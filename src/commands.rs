//! User-triggerable commands and their context-menu layout.
//!
//! Each command converts toward one [`CaseMode`]. Hosts register the ids
//! below with their command system and bind chords to them through the
//! keybinding config.

use crate::case_convert::CaseMode;
use camelsnake_config::defaults::{TO_CAMEL_ACTION, TO_SNAKE_ACTION};
use std::fmt;

/// The commands this plugin contributes to the host editor.
#[derive(Debug, Clone, Copy, PartialEq, Eq, Hash)]
pub enum CaseCommand {
    ToCamel,
    ToSnake,
}

impl CaseCommand {
    /// Stable id used for registration and keybindings.
    pub fn id(&self) -> &'static str {
        match self {
            Self::ToCamel => TO_CAMEL_ACTION,
            Self::ToSnake => TO_SNAKE_ACTION,
        }
    }

    /// Title shown in menus and command palettes.
    pub fn title(&self) -> &'static str {
        match self {
            Self::ToCamel => "Convert camelCase",
            Self::ToSnake => "Convert snakeCase",
        }
    }

    pub fn mode(&self) -> CaseMode {
        match self {
            Self::ToCamel => CaseMode::ToCamel,
            Self::ToSnake => CaseMode::ToSnake,
        }
    }

    pub fn for_mode(mode: CaseMode) -> Self {
        match mode {
            CaseMode::ToCamel => Self::ToCamel,
            CaseMode::ToSnake => Self::ToSnake,
        }
    }

    pub fn from_id(id: &str) -> Option<Self> {
        Self::all().iter().copied().find(|command| command.id() == id)
    }

    /// All commands in menu order.
    pub fn all() -> &'static [CaseCommand] {
        &[Self::ToCamel, Self::ToSnake]
    }
}

impl fmt::Display for CaseCommand {
    fn fmt(&self, f: &mut fmt::Formatter<'_>) -> fmt::Result {
        write!(f, "{}", self.title())
    }
}

/// One entry of the editor context menu.
#[derive(Debug, Clone, Copy, PartialEq, Eq)]
pub enum MenuItem {
    Divider,
    Command(CaseCommand),
}

/// Context-menu entries: the commands fenced by dividers, or nothing when disabled.
pub fn context_menu(enabled: bool) -> Vec<MenuItem> {
    if !enabled {
        return Vec::new();
    }

    let mut items = Vec::with_capacity(CaseCommand::all().len() + 2);
    items.push(MenuItem::Divider);
    items.extend(CaseCommand::all().iter().copied().map(MenuItem::Command));
    items.push(MenuItem::Divider);
    items
}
::::::
• Work task:
From the first line to the last, set down every record exactly as written above.

• Answer for the task:
filename src/commands.rs
//! User-triggerable commands and their context-menu layout.
//!
//! Each command converts toward one [`CaseMode`]. Hosts register the ids
//! below with their command system and bind chords to them through the
//! keybinding config.

use crate::case_convert::CaseMode;
use camelsnake_config::defaults::{TO_CAMEL_ACTION, TO_SNAKE_ACTION};
use std::fmt;

/// The commands this plugin contributes to the host editor.
#[derive(Debug, Clone, Copy, PartialEq, Eq, Hash)]
pub enum CaseCommand {
    ToCamel,
    ToSnake,
}

impl CaseCommand {
    /// Stable id used for registration and keybindings.
    pub fn id(&self) -> &'static str {
        match self {
            Self::ToCamel => TO_CAMEL_ACTION,
            Self::ToSnake => TO_SNAKE_ACTION,
        }
    }

    /// Title shown in menus and command palettes.
    pub fn title(&self) -> &'static str {
        match self {
            Self::ToCamel => "Convert camelCase",
            Self::ToSnake => "Convert snakeCase",
        }
    }

    pub fn mode(&self) -> CaseMode {
        match self {
            Self::ToCamel => CaseMode::ToCamel,
            Self::ToSnake => CaseMode::ToSnake,
        }
    }

    pub fn for_mode(mode: CaseMode) -> Self {
        match mode {
            CaseMode::ToCamel => Self::ToCamel,
            CaseMode::ToSnake => Self::ToSnake,
        }
    }

    pub fn from_id(id: &str) -> Option<Self> {
        Self::all().iter().copied().find(|command| command.id() == id)
    }

    /// All commands in menu order.
    pub fn all() -> &'static [CaseCommand] {
        &[Self::ToCamel, Self::ToSnake]
    }
}

impl fmt::Display for CaseCommand {
    fn fmt(&self, f: &mut fmt::Formatter<'_>) -> fmt::Result {
        write!(f, "{}", self.title())
    }
}

/// One entry of the editor context menu.
#[derive(Debug, Clone, Copy, PartialEq, Eq)]
pub enum MenuItem {
    Divider,
    Command(CaseCommand),
}

/// Context-menu entries: the commands fenced by dividers, or nothing when disabled.
pub fn context_menu(enabled: bool) -> Vec<MenuItem> {
    if !enabled {
        return Vec::new();
    }

    let mut items = Vec::with_capacity(CaseCommand::all().len() + 2);
    items.push(MenuItem::Divider);
    items.extend(CaseCommand::all().iter().copied().map(MenuItem::Command));
    items.push(MenuItem::Divider);
    items
}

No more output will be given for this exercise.